In the latter part of the 20th century, Danny Newman’s book Subscribe Now!: Building Arts Audiences Through Dynamic Subscription Promotion extolled the virtues of exhaustive promotion campaigns, and led to a nationwide increase in sales for the arts. Newman didn’t set out to explain theatre patrons’ behavior; he proposed ways to get the word out about our art form in a 20th-century context, and it worked—for its time. In its day, Newman’s methods could do their job simply by getting the marketing message out to everyone, in every way possible, to ensure they knew about our wonderful theatrical offerings.
Now just knowing we’re here isn’t enough. In the 21st century, our potential audience wants to understand how our offerings will affect them personally.
About a decade ago, Joanne Scheff Bernstein updated Newman’s thinking with her Arts Marketing Insights, which is now in its second edition under the title Standing Room Only: Marketing Insights for Engaging Performing Arts Audiences. While Bernstein focuses more on marketing theory than Newman ever even considered doing, she provides plenty of her own anecdotes and ideas for how to handle with a modern theatregoing market. Interestingly, it’s in the new subtitle of her book that she introduces one of the field’s ascendant concepts: engaging audiences.
You’ll have heard the word “engagement” and its corollary, “connection,” if you’ve been in arts marketing circles in the past decade. It emerges in Eugene Carr and Michelle Paul’s Breaking the Fifth Wall: Rethinking Arts Marketing for the 21st Century, the blurb for which gives a useful definition: “The book revolves around the idea that arts marketers must ‘break the fifth wall’—the act of reconnecting with arts patrons in a meaningful way after they have left a performance venue—by creatively and regularly reminding them of everything the organization has to offer.”
While the work of Newman, Bernstein, and Carr and Paul, among others, has been useful, it is largely observational: Here’s what works and can be duplicated. None, however, have sought to explain the intrinsic benefit of theatre—the thing it offers that nothing else does.

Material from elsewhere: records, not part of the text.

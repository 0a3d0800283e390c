//! Material trait for surface scattering.

use photon_math::sampling::{random_f64, random_unit_vector};
use photon_math::{reflect, refract, Color, Ray, Vec3, VectorExt};
use rand::RngCore;

use crate::hittable::HitRecord;

/// Outcome of a scattering event.
#[derive(Debug, Clone, Copy, PartialEq)]
pub struct ScatterResult {
    /// Fraction of light carried back along the scattered ray, per channel
    pub attenuation: Color,
    /// The outgoing ray, starting at the hit point
    pub scattered: Ray,
}

/// Trait for materials that describe how light interacts with surfaces.
pub trait Material: Send + Sync {
    /// Scatter an incoming ray.
    ///
    /// Returns `None` if the ray is absorbed.
    fn scatter(&self, ray_in: &Ray, rec: &HitRecord, rng: &mut dyn RngCore) -> Option<ScatterResult>;
}

/// Lambertian (diffuse) material.
#[derive(Debug, Clone)]
pub struct Lambertian {
    albedo: Color,
}

impl Lambertian {
    /// Create a new Lambertian material with the given albedo color.
    pub fn new(albedo: Color) -> Self {
        Self { albedo }
    }

    /// Cosine-weighted direction around `normal`, falling back to the
    /// normal itself when the random offset cancels it out.
    fn scatter_direction(normal: Vec3, random_unit: Vec3) -> Vec3 {
        let direction = normal + random_unit;
        if direction.near_zero() {
            normal
        } else {
            direction
        }
    }
}

impl Material for Lambertian {
    fn scatter(&self, _ray_in: &Ray, rec: &HitRecord, rng: &mut dyn RngCore) -> Option<ScatterResult> {
        let direction = Self::scatter_direction(rec.normal, random_unit_vector(rng));
        Some(ScatterResult {
            attenuation: self.albedo,
            scattered: Ray::new(rec.p, direction),
        })
    }
}

/// Metal (specular) material.
#[derive(Debug, Clone)]
pub struct Metal {
    albedo: Color,
    fuzz: f64,
}

impl Metal {
    /// Create a new Metal material.
    ///
    /// - `albedo`: The color of the metal
    /// - `fuzz`: Roughness, 0.0 = perfect mirror, 1.0 = very rough
    pub fn new(albedo: Color, fuzz: f64) -> Self {
        Self {
            albedo,
            fuzz: fuzz.clamp(0.0, 1.0),
        }
    }

    pub fn fuzz(&self) -> f64 {
        self.fuzz
    }
}

impl Material for Metal {
    fn scatter(&self, ray_in: &Ray, rec: &HitRecord, rng: &mut dyn RngCore) -> Option<ScatterResult> {
        let reflected = reflect(ray_in.direction(), rec.normal);
        let direction = (reflected + self.fuzz * random_unit_vector(rng)).unit_vector();

        // Fuzz can push the reflection below the surface; absorb those rays
        if direction.dot_fma(rec.normal) > 0.0 {
            Some(ScatterResult {
                attenuation: self.albedo,
                scattered: Ray::new(rec.p, direction),
            })
        } else {
            None
        }
    }
}

/// Dielectric (glass) material.
#[derive(Debug, Clone)]
pub struct Dielectric {
    /// Refractive index in vacuum or air, or the ratio of the material's
    /// index over the index of the enclosing medium
    refraction_index: f64,
}

impl Dielectric {
    /// Create a new Dielectric material.
    ///
    /// - `refraction_index`: 1.0 = air, 1.5 = glass, 2.4 = diamond
    pub fn new(refraction_index: f64) -> Self {
        Self { refraction_index }
    }

    /// Schlick's approximation for reflectance.
    fn reflectance(cosine: f64, refraction_index: f64) -> f64 {
        let r0 = ((1.0 - refraction_index) / (1.0 + refraction_index)).powi(2);
        // Index-matched interface: nothing to reflect off
        if r0 == 0.0 {
            return 0.0;
        }
        r0 + (1.0 - r0) * (1.0 - cosine).powi(5)
    }
}

impl Material for Dielectric {
    fn scatter(&self, ray_in: &Ray, rec: &HitRecord, rng: &mut dyn RngCore) -> Option<ScatterResult> {
        let ri = if rec.front_face {
            1.0 / self.refraction_index
        } else {
            self.refraction_index
        };

        let unit_direction = ray_in.direction().unit_vector();
        let cos_theta = (-unit_direction).dot_fma(rec.normal).min(1.0);
        let sin_theta = (1.0 - cos_theta * cos_theta).sqrt();

        // Total internal reflection
        let cannot_refract = ri * sin_theta > 1.0;

        let direction = if cannot_refract || Self::reflectance(cos_theta, ri) > random_f64(rng) {
            reflect(unit_direction, rec.normal)
        } else {
            refract(unit_direction, rec.normal, ri)
        };

        Some(ScatterResult {
            attenuation: Color::ONE,
            scattered: Ray::new(rec.p, direction),
        })
    }
}
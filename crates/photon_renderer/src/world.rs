//! Turning a scene description into renderable objects.

use std::sync::Arc;

use photon_core::{MaterialKind, SceneDescription, SceneError, SceneResult};
use photon_math::{Interval, Ray};

use crate::{
    Camera, Dielectric, HitRecord, Hittable, HittableList, Lambertian, Material, Metal,
    RenderConfig, Sphere,
};

/// A scene ready for rendering.
pub struct World {
    pub name: String,
    pub objects: HittableList,
    pub camera: Camera,
    pub seed: u64,
}

impl World {
    /// Render configuration carrying this scene's seed.
    pub fn render_config(&self) -> RenderConfig {
        RenderConfig::with_seed(self.seed)
    }
}

impl Hittable for World {
    fn hit(&self, ray: &Ray, ray_t: Interval) -> Option<HitRecord<'_>> {
        self.objects.hit(ray, ray_t)
    }
}

fn build_material(kind: &MaterialKind) -> Arc<dyn Material> {
    match *kind {
        MaterialKind::Lambertian { albedo } => Arc::new(Lambertian::new(albedo)),
        MaterialKind::Metal { albedo, fuzz } => Arc::new(Metal::new(albedo, fuzz)),
        MaterialKind::Dielectric { refraction_index } => Arc::new(Dielectric::new(refraction_index)),
    }
}

/// Validate a scene description and build its world.
///
/// Each material table entry is built once and shared by every sphere
/// that names it.
pub fn build_world(desc: &SceneDescription) -> SceneResult<World> {
    desc.validate()?;

    let materials: Vec<Arc<dyn Material>> =
        desc.materials.iter().map(|m| build_material(&m.kind)).collect();

    let mut objects = HittableList::new();
    for (index, sphere) in desc.spheres.iter().enumerate() {
        let material = desc
            .material_index(&sphere.material)
            .map(|i| materials[i].clone())
            .ok_or_else(|| SceneError::UnknownMaterial {
                index,
                name: sphere.material.clone(),
            })?;
        objects.push(Sphere::new(sphere.center, sphere.radius, material));
    }

    log::debug!(
        "Built world '{}': {} materials, {} spheres",
        desc.name,
        materials.len(),
        objects.len()
    );

    Ok(World {
        name: desc.name.clone(),
        objects,
        camera: Camera::from(&desc.camera),
        seed: desc.seed,
    })
}

#[cfg(test)]
mod tests {
    use super::*;
    use photon_core::builtin;
    use photon_math::{Color, Point3, Vec3};

    #[test]
    fn test_build_two_spheres() {
        let world = build_world(&builtin::two_spheres()).unwrap();
        assert_eq!(world.objects.len(), 2);
        assert_eq!(world.camera.image_width, 1280);

        let ray = Ray::new(Vec3::ZERO, Vec3::new(0.0, 0.0, -1.0));
        let rec = world.hit(&ray, Interval::new(0.001, f64::INFINITY)).unwrap();
        assert!((rec.t - 0.5).abs() < 1e-12);
    }

    #[test]
    fn test_unknown_material_rejected() {
        let desc = SceneDescription::new("broken")
            .with_material("red", MaterialKind::Lambertian { albedo: Color::X })
            .with_sphere(Point3::ZERO, 1.0, "blue");

        match build_world(&desc) {
            Err(SceneError::UnknownMaterial { index, name }) => {
                assert_eq!(index, 0);
                assert_eq!(name, "blue");
            }
            other => panic!("expected UnknownMaterial, got {:?}", other.err()),
        }
    }

    #[test]
    fn test_spheres_share_table_materials() {
        let desc = SceneDescription::new("shared")
            .with_material("glass", MaterialKind::Dielectric { refraction_index: 1.5 })
            .with_sphere(Point3::new(-1.0, 0.0, -3.0), 0.5, "glass")
            .with_sphere(Point3::new(1.0, 0.0, -3.0), 0.5, "glass");
        let world = build_world(&desc).unwrap();

        let ray_t = Interval::new(0.001, f64::INFINITY);
        let left = world
            .hit(&Ray::new(Vec3::ZERO, Vec3::new(-1.0, 0.0, -3.0)), ray_t)
            .unwrap();
        let right = world
            .hit(&Ray::new(Vec3::ZERO, Vec3::new(1.0, 0.0, -3.0)), ray_t)
            .unwrap();

        assert!(std::ptr::addr_eq(left.material, right.material));
    }

    #[test]
    fn test_seed_carried_into_config() {
        let mut desc = builtin::two_spheres();
        desc.seed = 99;
        let world = build_world(&desc).unwrap();
        assert_eq!(world.render_config().seed, 99);
        assert_eq!(world.name, "two spheres");
    }
}
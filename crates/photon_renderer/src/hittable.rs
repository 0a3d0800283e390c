//! Hittable trait and HitRecord for ray-object intersection.

use std::sync::Arc;

use photon_math::{Interval, Point3, Ray, Vec3, VectorExt};

use crate::Material;

/// Record of a ray-object intersection.
#[derive(Clone, Copy)]
pub struct HitRecord<'a> {
    /// Point of intersection
    pub p: Point3,
    /// Unit surface normal at intersection (always points against ray)
    pub normal: Vec3,
    /// Material at the intersection point
    pub material: &'a dyn Material,
    /// Parameter t where the intersection occurs
    pub t: f64,
    /// Whether the ray hit the front face (outside) of the surface
    pub front_face: bool,
}

impl<'a> HitRecord<'a> {
    /// Build a record for a hit at `t` along `ray`.
    ///
    /// `outward_normal` must be unit length and point out of the surface.
    pub fn new(ray: &Ray, t: f64, outward_normal: Vec3, material: &'a dyn Material) -> Self {
        let mut rec = Self {
            p: ray.at(t),
            normal: outward_normal,
            material,
            t,
            front_face: true,
        };
        rec.set_face_normal(ray, outward_normal);
        rec
    }

    /// Set the face normal based on ray direction and outward normal.
    ///
    /// The normal is always stored pointing against the ray direction,
    /// so we need to track whether we hit the front or back face.
    pub fn set_face_normal(&mut self, ray: &Ray, outward_normal: Vec3) {
        // If the ray and normal point in the same direction, we're inside
        self.front_face = ray.direction().dot_fma(outward_normal) < 0.0;

        self.normal = if self.front_face {
            outward_normal
        } else {
            -outward_normal
        };
    }
}

impl std::fmt::Debug for HitRecord<'_> {
    fn fmt(&self, f: &mut std::fmt::Formatter<'_>) -> std::fmt::Result {
        f.debug_struct("HitRecord")
            .field("p", &self.p)
            .field("normal", &self.normal)
            .field("t", &self.t)
            .field("front_face", &self.front_face)
            .finish_non_exhaustive()
    }
}

/// Trait for objects that can be hit by rays.
pub trait Hittable: Send + Sync {
    /// Find the nearest intersection with `t` strictly inside `ray_t`.
    ///
    /// `None` is the common case and not an error.
    fn hit(&self, ray: &Ray, ray_t: Interval) -> Option<HitRecord<'_>>;
}

/// An ordered list of hittable objects, intersected by linear scan.
#[derive(Clone, Default)]
pub struct HittableList {
    objects: Vec<Arc<dyn Hittable>>,
}

impl HittableList {
    /// Create a new empty hittable list.
    pub fn new() -> Self {
        Self { objects: Vec::new() }
    }

    /// Create a list holding a single object.
    pub fn with_object(object: Arc<dyn Hittable>) -> Self {
        let mut list = Self::new();
        list.add(object);
        list
    }

    /// Add a shared object to the list.
    pub fn add(&mut self, object: Arc<dyn Hittable>) {
        self.objects.push(object);
    }

    /// Take ownership of an object and add it to the list.
    pub fn push<H: Hittable + 'static>(&mut self, object: H) {
        self.add(Arc::new(object));
    }

    /// Clear all objects from the list.
    pub fn clear(&mut self) {
        self.objects.clear();
    }

    /// Get the number of objects.
    pub fn len(&self) -> usize {
        self.objects.len()
    }

    /// Check if the list is empty.
    pub fn is_empty(&self) -> bool {
        self.objects.is_empty()
    }
}

impl Hittable for HittableList {
    fn hit(&self, ray: &Ray, ray_t: Interval) -> Option<HitRecord<'_>> {
        let mut closest: Option<HitRecord<'_>> = None;
        let mut closest_so_far = ray_t.max;

        for object in &self.objects {
            if let Some(rec) = object.hit(ray, Interval::new(ray_t.min, closest_so_far)) {
                closest_so_far = rec.t;
                closest = Some(rec);
            }
        }

        closest
    }
}
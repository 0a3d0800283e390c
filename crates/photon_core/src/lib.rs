//! Photon Core - scene descriptions for the Photon ray tracer.
//!
//! This crate provides:
//!
//! - **Scene description types**: `SceneDescription`, `CameraSettings`,
//!   `MaterialDesc`, `SphereDesc`, serialisable to and from JSON
//! - **Validation**: reference and camera checks before anything is built
//! - **Builtin scenes**: the two-sphere reference scene, a material
//!   showcase and the random "book cover" field
//!
//! The renderer turns a validated description into intersectable objects;
//! this crate only deals with data.
//!
//! # Example
//!
//! ```ignore
//! use photon_core::load_scene;
//!
//! let scene = load_scene("scenes/two_spheres.json")?;
//! println!("{} spheres, {} materials", scene.spheres.len(), scene.materials.len());
//! ```

pub mod builtin;
mod error;
pub mod scene;

pub use builtin::{builtin, BUILTIN_SCENES};
pub use error::{SceneError, SceneResult};
pub use scene::{load_scene, CameraSettings, MaterialDesc, MaterialKind, SceneDescription, SphereDesc};
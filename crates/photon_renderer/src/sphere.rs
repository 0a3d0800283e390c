//! Sphere primitive for ray tracing.

use std::sync::Arc;

use photon_math::{Interval, Point3, Ray, VectorExt};

use crate::hittable::{HitRecord, Hittable};
use crate::Material;

/// A sphere primitive sharing its material with other primitives.
pub struct Sphere {
    center: Point3,
    radius: f64,
    material: Arc<dyn Material>,
}

impl Sphere {
    /// Create a new sphere. Negative radii are clamped to zero.
    pub fn new(center: Point3, radius: f64, material: Arc<dyn Material>) -> Self {
        Self {
            center,
            radius: radius.max(0.0),
            material,
        }
    }

    pub fn center(&self) -> Point3 {
        self.center
    }

    pub fn radius(&self) -> f64 {
        self.radius
    }
}

impl Hittable for Sphere {
    fn hit(&self, ray: &Ray, ray_t: Interval) -> Option<HitRecord<'_>> {
        let oc = self.center - ray.origin();
        let a = ray.direction().length_squared();
        let h = ray.direction().dot_fma(oc);
        let c = oc.dot_fma(oc) - self.radius * self.radius;

        let discriminant = h * h - a * c;
        if discriminant < 0.0 {
            return None;
        }

        let sqrtd = discriminant.sqrt();

        // Find the nearest root in the acceptable range
        let mut root = (h - sqrtd) / a;
        if !ray_t.surrounds(root) {
            root = (h + sqrtd) / a;
            if !ray_t.surrounds(root) {
                return None;
            }
        }

        let p = ray.at(root);
        // A point sphere has no surface direction; it faces the ray.
        let outward_normal = if self.radius > 0.0 {
            (p - self.center) / self.radius
        } else {
            -ray.direction().unit_vector()
        };

        Some(HitRecord::new(ray, root, outward_normal, self.material.as_ref()))
    }
}

#[cfg(test)]
mod tests {
    use super::*;
    use crate::material::Lambertian;
    use photon_math::{Color, Vec3};

    fn test_sphere(center: Point3, radius: f64) -> Sphere {
        Sphere::new(center, radius, Arc::new(Lambertian::new(Color::splat(0.5))))
    }

    #[test]
    fn test_sphere_hit() {
        let sphere = test_sphere(Vec3::new(0.0, 0.0, -1.0), 0.5);
        let ray = Ray::new(Vec3::ZERO, Vec3::new(0.0, 0.0, -1.0));

        let rec = sphere.hit(&ray, Interval::new(0.001, f64::INFINITY)).unwrap();
        assert!((rec.t - 0.5).abs() < 1e-12);
        assert!(rec.front_face);
        assert!((rec.normal - Vec3::Z).length() < 1e-12);
    }

    #[test]
    fn test_sphere_miss_pointing_away() {
        let sphere = test_sphere(Vec3::new(0.0, 0.0, -1.0), 0.5);
        let interval = Interval::new(0.001, f64::INFINITY);

        for direction in [Vec3::Y, Vec3::Z, Vec3::new(1.0, 1.0, 1.0), Vec3::new(-1.0, 0.0, 0.2)] {
            let ray = Ray::new(Vec3::ZERO, direction);
            assert!(sphere.hit(&ray, interval).is_none(), "hit for {:?}", direction);
        }
    }

    #[test]
    fn test_analytic_hits_have_unit_outward_normals() {
        let center = Vec3::new(1.0, -2.0, -5.0);
        let radius = 2.0;
        let sphere = test_sphere(center, radius);

        // Aim at several points on the surface from outside
        let origin = Vec3::new(0.0, 0.0, 3.0);
        for target_dir in [Vec3::Z, Vec3::new(0.3, 0.2, 1.0), Vec3::new(-0.4, 0.5, 0.8)] {
            let target = center + radius * target_dir.normalize();
            let direction = (target - origin) * 0.5;
            let ray = Ray::new(origin, direction);

            let rec = sphere.hit(&ray, Interval::new(0.001, f64::INFINITY)).unwrap();
            // The aimed point is on the near side, reached at t = 2
            assert!((rec.t - 2.0).abs() < 1e-9, "t = {}", rec.t);
            assert!((rec.normal.length() - 1.0).abs() < 1e-9);
            assert!(rec.normal.dot(rec.p - center) > 0.0);
            assert!(rec.normal.dot(ray.direction()) < 0.0);
        }
    }

    #[test]
    fn test_hit_from_inside_uses_far_root() {
        let sphere = test_sphere(Vec3::ZERO, 1.0);
        let ray = Ray::new(Vec3::ZERO, Vec3::X);

        let rec = sphere.hit(&ray, Interval::new(0.001, f64::INFINITY)).unwrap();
        assert!((rec.t - 1.0).abs() < 1e-12);
        assert!(!rec.front_face);
        assert_eq!(rec.normal, -Vec3::X);
    }

    #[test]
    fn test_interval_rejects_both_roots() {
        let sphere = test_sphere(Vec3::new(0.0, 0.0, -1.0), 0.5);
        let ray = Ray::new(Vec3::ZERO, Vec3::new(0.0, 0.0, -1.0));
        assert!(sphere.hit(&ray, Interval::new(0.001, 0.4)).is_none());
        assert!(sphere.hit(&ray, Interval::new(1.6, 10.0)).is_none());

        // Only the far root lies in the interval
        let rec = sphere.hit(&ray, Interval::new(0.6, 10.0)).unwrap();
        assert!((rec.t - 1.5).abs() < 1e-12);
    }

    #[test]
    fn test_negative_radius_clamped() {
        let sphere = test_sphere(Vec3::new(1.0, 2.0, 3.0), -3.0);
        assert_eq!(sphere.radius(), 0.0);
        assert_eq!(sphere.center(), Vec3::new(1.0, 2.0, 3.0));
    }

    #[test]
    fn test_point_sphere() {
        let sphere = test_sphere(Vec3::new(0.0, 0.0, -2.0), 0.0);
        let interval = Interval::new(0.001, f64::INFINITY);

        // Exactly through the point
        let ray = Ray::new(Vec3::ZERO, Vec3::new(0.0, 0.0, -1.0));
        let rec = sphere.hit(&ray, interval).unwrap();
        assert!((rec.t - 2.0).abs() < 1e-12);
        assert!((rec.normal.length() - 1.0).abs() < 1e-12);

        // Any offset misses
        let ray = Ray::new(Vec3::new(1e-6, 0.0, 0.0), Vec3::new(0.0, 0.0, -1.0));
        assert!(sphere.hit(&ray, interval).is_none());
    }
}
//! Vector operations glam does not provide in the form the tracer needs.

use crate::Vec3;

/// Components below this magnitude count as zero in [`VectorExt::near_zero`].
const NEAR_ZERO_EPSILON: f64 = 1e-8;

/// Extra operations on [`Vec3`].
pub trait VectorExt {
    /// Dot product evaluated as `fma(x, x', fma(y, y', z * z'))`.
    ///
    /// The fixed evaluation order keeps results bit-identical across
    /// platforms regardless of how the compiler vectorises `dot`.
    fn dot_fma(self, rhs: Self) -> f64;

    /// True if every component is smaller than 1e-8 in magnitude.
    fn near_zero(self) -> bool;

    /// Divide by the length. Zero vectors produce NaN components, so callers
    /// must not pass them.
    fn unit_vector(self) -> Self;
}

impl VectorExt for Vec3 {
    #[inline]
    fn dot_fma(self, rhs: Self) -> f64 {
        self.x.mul_add(rhs.x, self.y.mul_add(rhs.y, self.z * rhs.z))
    }

    #[inline]
    fn near_zero(self) -> bool {
        self.x.abs() < NEAR_ZERO_EPSILON
            && self.y.abs() < NEAR_ZERO_EPSILON
            && self.z.abs() < NEAR_ZERO_EPSILON
    }

    #[inline]
    fn unit_vector(self) -> Self {
        self / self.length_squared().sqrt()
    }
}

/// Reflect a vector about a normal.
#[inline]
pub fn reflect(v: Vec3, n: Vec3) -> Vec3 {
    v - 2.0 * v.dot_fma(n) * n
}

/// Refract a unit vector through a surface with normal `n`.
///
/// `etai_over_etat` is the ratio of the refractive index on the incident
/// side to the index on the transmitted side.
#[inline]
pub fn refract(uv: Vec3, n: Vec3, etai_over_etat: f64) -> Vec3 {
    let cos_theta = (-uv).dot_fma(n).min(1.0);
    let r_out_perp = etai_over_etat * (uv + cos_theta * n);
    let r_out_parallel = -(1.0 - r_out_perp.length_squared()).abs().sqrt() * n;
    r_out_perp + r_out_parallel
}

#[cfg(test)]
mod tests {
    use super::*;

    #[test]
    fn test_dot_fma_matches_dot() {
        let a = Vec3::new(1.0, 2.0, 3.0);
        let b = Vec3::new(4.0, -5.0, 6.0);
        assert_eq!(a.dot_fma(b), 12.0);
        assert!((a.dot_fma(b) - a.dot(b)).abs() < 1e-12);
    }

    #[test]
    fn test_cross() {
        assert_eq!(Vec3::X.cross(Vec3::Y), Vec3::Z);
        assert_eq!(Vec3::Y.cross(Vec3::X), -Vec3::Z);
    }

    #[test]
    fn test_near_zero() {
        assert!(Vec3::ZERO.near_zero());
        assert!(Vec3::new(1e-9, -1e-9, 0.0).near_zero());
        assert!(!Vec3::new(1e-9, 1e-7, 0.0).near_zero());
        assert!(!Vec3::new(0.0, 0.0, -1e-8).near_zero());
    }

    #[test]
    fn test_unit_vector() {
        let v = Vec3::new(3.0, 0.0, 4.0).unit_vector();
        assert!((v.length() - 1.0).abs() < 1e-12);
        assert!((v - Vec3::new(0.6, 0.0, 0.8)).length() < 1e-12);
    }

    #[test]
    fn test_reflect() {
        let v = Vec3::new(1.0, -1.0, 0.0);
        let reflected = reflect(v, Vec3::Y);
        assert_eq!(reflected, Vec3::new(1.0, 1.0, 0.0));
    }

    #[test]
    fn test_refract_ratio_one_is_straight() {
        let uv = Vec3::new(1.0, -2.0, 0.5).unit_vector();
        let refracted = refract(uv, Vec3::Y, 1.0);
        assert!((refracted - uv).length() < 1e-12);
    }

    #[test]
    fn test_refract_bends_towards_normal() {
        // Entering a denser medium bends the ray towards -normal.
        let uv = Vec3::new(1.0, -1.0, 0.0).unit_vector();
        let refracted = refract(uv, Vec3::Y, 1.0 / 1.5);
        assert!((refracted.length() - 1.0).abs() < 1e-12);
        assert!(refracted.x < uv.x);
        assert!(refracted.y < 0.0);
    }
}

After all, there are many needs that audiences are meeting when they attend theatre, but we still don’t know why they choose theatre over other alternative activities that might satisfy those same needs. Is it because theatre is live? So are sporting events. Is it because theatre is entertaining? The options for entertainment are almost limitless. Is it because theatre fills a social need? Sure—but so does happy hour at a local bar.
Does it matter if we know why people choose theatre over other offerings, as long we can sell them tickets? Consider that if we better understood why theatre has a unique instrinsic attraction to human beings, we could change the way society views—and values—the art form altogether.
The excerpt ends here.